Grant numberGr. 9912
Approve DateOctober 25, 2019
Project TitleLau-Ozawa, Koji (Stanford U.) "Connected through Confinement: An archaeology of the Gila River Incarceration Camp"
Over 120,000 Japanese Americans were incarcerated in the United States during WWII, regardless of citizenship. My project seeks to understand the critically understudied aspects of the mass incarceration of Japanese Americans at the Gila River Incarceration Camp in Arizona. The Gila River Camp has the distinction of being one of two camps forcibly built on a Native American Reservation. Despite the harsh environment, Japanese American incarcerees constructed extensive gardens throughout the camp, and maintained complex networks and communities. Through archaeological survey techniques, I seek to understand how these landscapes were built and where the materials for their construction were gathered.
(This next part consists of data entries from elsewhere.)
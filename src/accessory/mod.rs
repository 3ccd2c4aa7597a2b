// SPDX-License-Identifier: MPL-2.0
// This Source Code Form is subject to the terms of the Mozilla Public
// License, v. 2.0. If a copy of the MPL was not distributed with this
// file, You can obtain one at https://mozilla.org/MPL/2.0/.

//! Hub-facing accessory for one cloud appliance.
//!
//! An [`Accessory`] exposes the characteristics a hub light bulb service
//! needs (on/off, brightness, color temperature, accessory information) and
//! turns writes into cloud calls.
//!
//! # Power
//!
//! - Appliances with a light subsystem press the `on` / `off` light button
//!   and report the power state returned by the cloud.
//! - Other appliances send the IR signal whose icon is `ico_on` / `ico_off`
//!   and report the last value sent (initially off).
//!
//! # Brightness
//!
//! Brightness writes go through a
//! [`BrightnessReconciler`](crate::reconciler::BrightnessReconciler) that
//! presses `bright-up` / `bright-down` until the requested level is reached.
//!
//! ```no_run
//! use std::sync::Arc;
//!
//! use remo_bridge::accessory::Accessory;
//! use remo_bridge::protocol::{ApiConfig, ApplianceApi};
//! use remo_bridge::types::Brightness;
//!
//! # async fn example() -> remo_bridge::Result<()> {
//! let api = Arc::new(ApiConfig::new("secret-token").into_client()?);
//! let appliance = api.appliances().await?.remove(0);
//! let accessory = Accessory::new(api, appliance);
//!
//! accessory.set_power(true).await?;
//! accessory.set_brightness(Brightness::new(60)?);
//! assert!(accessory.power());
//! # Ok(())
//! # }
//! ```

mod info;
mod stepper;

pub use info::AccessoryInfo;

use std::sync::Arc;

use parking_lot::RwLock;
use tokio::task::JoinHandle;

use crate::error::Error;
use crate::protocol::ApplianceApi;
use crate::reconciler::BrightnessReconciler;
use crate::response::{Appliance, LightState, power_signal_image};
use crate::types::{Brightness, ColorTemperature, LightButton};

use stepper::LightStepper;

/// A cloud appliance exposed as a hub light bulb.
#[derive(Debug)]
pub struct Accessory<A> {
    api: Arc<A>,
    appliance: Appliance,
    info: AccessoryInfo,
    /// Last light state returned by the cloud, for light appliances.
    light_state: Arc<RwLock<Option<LightState>>>,
    /// Last power value sent through an IR signal.
    power_context: RwLock<Option<bool>>,
    brightness: Arc<BrightnessReconciler<LightStepper<A>>>,
}

impl<A: ApplianceApi + 'static> Accessory<A> {
    /// Creates an accessory for an appliance.
    ///
    /// Brightness starts at 100%.
    #[must_use]
    pub fn new(api: Arc<A>, appliance: Appliance) -> Self {
        let light_state = Arc::new(RwLock::new(
            appliance.light.as_ref().map(|light| light.state.clone()),
        ));
        let stepper = LightStepper::new(
            Arc::clone(&api),
            appliance.id.clone(),
            appliance.has_light().then(|| Arc::clone(&light_state)),
        );

        Self {
            api,
            info: AccessoryInfo::from_appliance(&appliance),
            appliance,
            light_state,
            power_context: RwLock::new(None),
            brightness: Arc::new(BrightnessReconciler::new(stepper)),
        }
    }

    /// Returns the appliance id.
    #[must_use]
    pub fn id(&self) -> &str {
        &self.appliance.id
    }

    /// Returns the appliance this accessory was built from.
    #[must_use]
    pub fn appliance(&self) -> &Appliance {
        &self.appliance
    }

    /// Returns the accessory information values.
    #[must_use]
    pub fn info(&self) -> &AccessoryInfo {
        &self.info
    }

    /// Returns the last light state reported by the cloud.
    #[must_use]
    pub fn light_state(&self) -> Option<LightState> {
        self.light_state.read().clone()
    }

    // ========== Power ==========

    /// Turns the appliance on or off.
    ///
    /// # Errors
    ///
    /// Returns [`Error::NoMatchingSignal`] if an IR appliance has no power
    /// signal for the requested value, or the cloud error if the call fails.
    pub async fn set_power(&self, on: bool) -> Result<(), Error> {
        if self.appliance.has_light() {
            let state = self
                .api
                .press_light_button(&self.appliance.id, LightButton::from_power(on))
                .await?;
            *self.light_state.write() = Some(state);
            *self.power_context.write() = None;
        } else {
            let image = power_signal_image(on);
            let signal = self
                .appliance
                .signal_by_image(image)
                .ok_or_else(|| Error::NoMatchingSignal {
                    image: image.to_string(),
                })?;
            self.api.send_signal(&signal.id).await?;
            *self.power_context.write() = Some(on);
        }

        tracing::debug!(appliance = %self.appliance.id, on, "Set power");
        Ok(())
    }

    /// Returns whether the appliance is on, without network traffic.
    #[must_use]
    pub fn power(&self) -> bool {
        let on = if self.appliance.has_light() {
            self.light_state
                .read()
                .as_ref()
                .is_some_and(LightState::is_on)
        } else {
            self.power_context.read().unwrap_or(false)
        };
        tracing::trace!(appliance = %self.appliance.id, on, "Get power");
        on
    }

    // ========== Brightness ==========

    /// Requests a brightness and returns without waiting for the device.
    ///
    /// See [`BrightnessReconciler::set_target`].
    pub fn set_brightness(&self, value: Brightness) -> JoinHandle<Result<(), Error>> {
        tracing::debug!(appliance = %self.appliance.id, brightness = %value, "Set brightness");
        self.brightness.set_target(value)
    }

    /// Returns the tracked brightness, without network traffic.
    #[must_use]
    pub fn brightness(&self) -> Brightness {
        self.brightness.current()
    }

    /// Returns `true` while brightness steps are being sent.
    #[must_use]
    pub fn is_adjusting_brightness(&self) -> bool {
        self.brightness.is_running()
    }

    // ========== Color Temperature ==========

    /// Returns the color temperature. Always [`ColorTemperature::DEFAULT`].
    #[must_use]
    pub fn color_temperature(&self) -> ColorTemperature {
        ColorTemperature::DEFAULT
    }

    /// Accepts a color temperature write. Cloud lights cannot apply it, so it
    /// is only logged.
    pub fn set_color_temperature(&self, value: ColorTemperature) {
        tracing::debug!(
            appliance = %self.appliance.id,
            value = %value,
            "Ignoring color temperature change"
        );
    }
}

#[cfg(test)]
mod tests {
    use super::*;
    use crate::protocol::fake::{Call, FakeApi};

    fn appliance(json: &str) -> Appliance {
        serde_json::from_str(json).unwrap()
    }

    fn light() -> Appliance {
        appliance(
            r#"{
                "id": "light-1", "type": "LIGHT", "nickname": "Ceiling",
                "model": {"id": "m-1", "name": "HH-1", "manufacturer": "Acme"},
                "light": {"state": {"brightness": "10", "power": "off"}}
            }"#,
        )
    }

    fn remote() -> Appliance {
        appliance(
            r#"{
                "id": "fan-1", "type": "IR", "nickname": "Fan",
                "signals": [
                    {"id": "sig-on", "name": "On", "image": "ico_on"},
                    {"id": "sig-off", "name": "Off", "image": "ico_off"}
                ]
            }"#,
        )
    }

    #[tokio::test]
    async fn light_power_uses_light_button() {
        let api = Arc::new(FakeApi::default());
        let accessory = Accessory::new(Arc::clone(&api), light());
        assert!(!accessory.power());

        accessory.set_power(true).await.unwrap();

        assert_eq!(
            api.calls(),
            vec![Call::Button("light-1".to_string(), LightButton::On)]
        );
        assert!(accessory.power());
    }

    #[tokio::test]
    async fn remote_power_sends_matching_signal() {
        let api = Arc::new(FakeApi::default());
        let accessory = Accessory::new(Arc::clone(&api), remote());
        assert!(!accessory.power());

        accessory.set_power(true).await.unwrap();
        assert!(accessory.power());
        accessory.set_power(false).await.unwrap();
        assert!(!accessory.power());

        assert_eq!(
            api.calls(),
            vec![
                Call::Signal("sig-on".to_string()),
                Call::Signal("sig-off".to_string())
            ]
        );
    }

    #[tokio::test]
    async fn remote_without_signal_fails() {
        let api = Arc::new(FakeApi::default());
        let accessory = Accessory::new(
            Arc::clone(&api),
            appliance(r#"{"id": "tv", "type": "IR", "nickname": "TV", "signals": []}"#),
        );

        let err = accessory.set_power(true).await.unwrap_err();
        assert!(matches!(err, Error::NoMatchingSignal { ref image } if image == "ico_on"));
        assert!(api.calls().is_empty());
        assert!(!accessory.power());
    }

    #[tokio::test]
    async fn rejected_power_call_keeps_state() {
        let api = Arc::new(FakeApi::default());
        api.reject_with(404);
        let accessory = Accessory::new(Arc::clone(&api), remote());

        let err = accessory.set_power(true).await.unwrap_err();
        assert!(matches!(err, Error::RemoteCallFailed(ref e) if e.code() == Some(404_001)));
        assert!(!accessory.power());
    }

    #[tokio::test]
    async fn brightness_steps_through_light_buttons() {
        let api = Arc::new(FakeApi::default());
        let accessory = Accessory::new(Arc::clone(&api), light());
        assert_eq!(accessory.brightness(), Brightness::MAX);

        accessory
            .set_brightness(Brightness::new(70).unwrap())
            .await
            .unwrap()
            .unwrap();

        // Level 9 -> level 6
        assert_eq!(
            api.calls(),
            vec![Call::Button("light-1".to_string(), LightButton::BrightDown); 3]
        );
        assert_eq!(accessory.brightness().value(), 70);
        assert!(!accessory.is_adjusting_brightness());
        // Step responses refresh the cached light state
        assert!(accessory.power());
    }

    #[tokio::test]
    async fn brightness_failure_surfaces_remote_error() {
        let api = Arc::new(FakeApi::default());
        api.reject_with(500);
        let accessory = Accessory::new(Arc::clone(&api), light());

        let result = accessory.set_brightness(Brightness::MIN).await.unwrap();
        assert!(matches!(result, Err(Error::RemoteCallFailed(_))));
        assert_eq!(accessory.brightness(), Brightness::MAX);
        assert!(!accessory.is_adjusting_brightness());
    }

    #[tokio::test]
    async fn remote_brightness_keeps_signal_power() {
        let api = Arc::new(FakeApi::default());
        let accessory = Accessory::new(Arc::clone(&api), remote());

        accessory
            .set_brightness(Brightness::new(50).unwrap())
            .await
            .unwrap()
            .unwrap();
        assert!(accessory.light_state().is_none());
        assert!(!accessory.power());

        accessory.set_power(true).await.unwrap();
        assert!(accessory.power());
        accessory.set_power(false).await.unwrap();
        assert!(!accessory.power());
    }

    #[tokio::test]
    async fn rejected_call_reports_its_status() {
        let api = Arc::new(FakeApi::default());
        api.reject_with(401);
        let accessory = Accessory::new(Arc::clone(&api), remote());

        let err = accessory.set_power(true).await.unwrap_err();
        assert!(matches!(
            err,
            Error::RemoteCallFailed(ref e) if e.status() == 401 && e.code() == Some(401_001)
        ));
    }

    #[test]
    fn metadata_and_color_temperature() {
        let accessory = Accessory::new(Arc::new(FakeApi::default()), light());
        assert_eq!(accessory.id(), "light-1");
        assert_eq!(accessory.info().manufacturer.as_deref(), Some("Acme"));
        assert_eq!(accessory.color_temperature(), ColorTemperature::DEFAULT);
        accessory.set_color_temperature(ColorTemperature::new(200).unwrap());
        assert_eq!(accessory.color_temperature().value(), 300);
    }
}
I further examine the material assemblages of incarcerees, interrogating the flow of commodities into the camp. My research builds upon previous studies of Japanese American sites of confinement, archaeology of institutions, studies of diaspora, and studies of culture contact. In weaving these strands of research together, this study highlights the underexplored tensions and strategies for perseverance of incarcerated populations, questioning the boundedness of institutions and interrogating the relationships between simultaneously oppressed communities. It contributes to anthropological studies of movement and connection, reconceiving inter-group interactions, and the formative processes of transnational communities.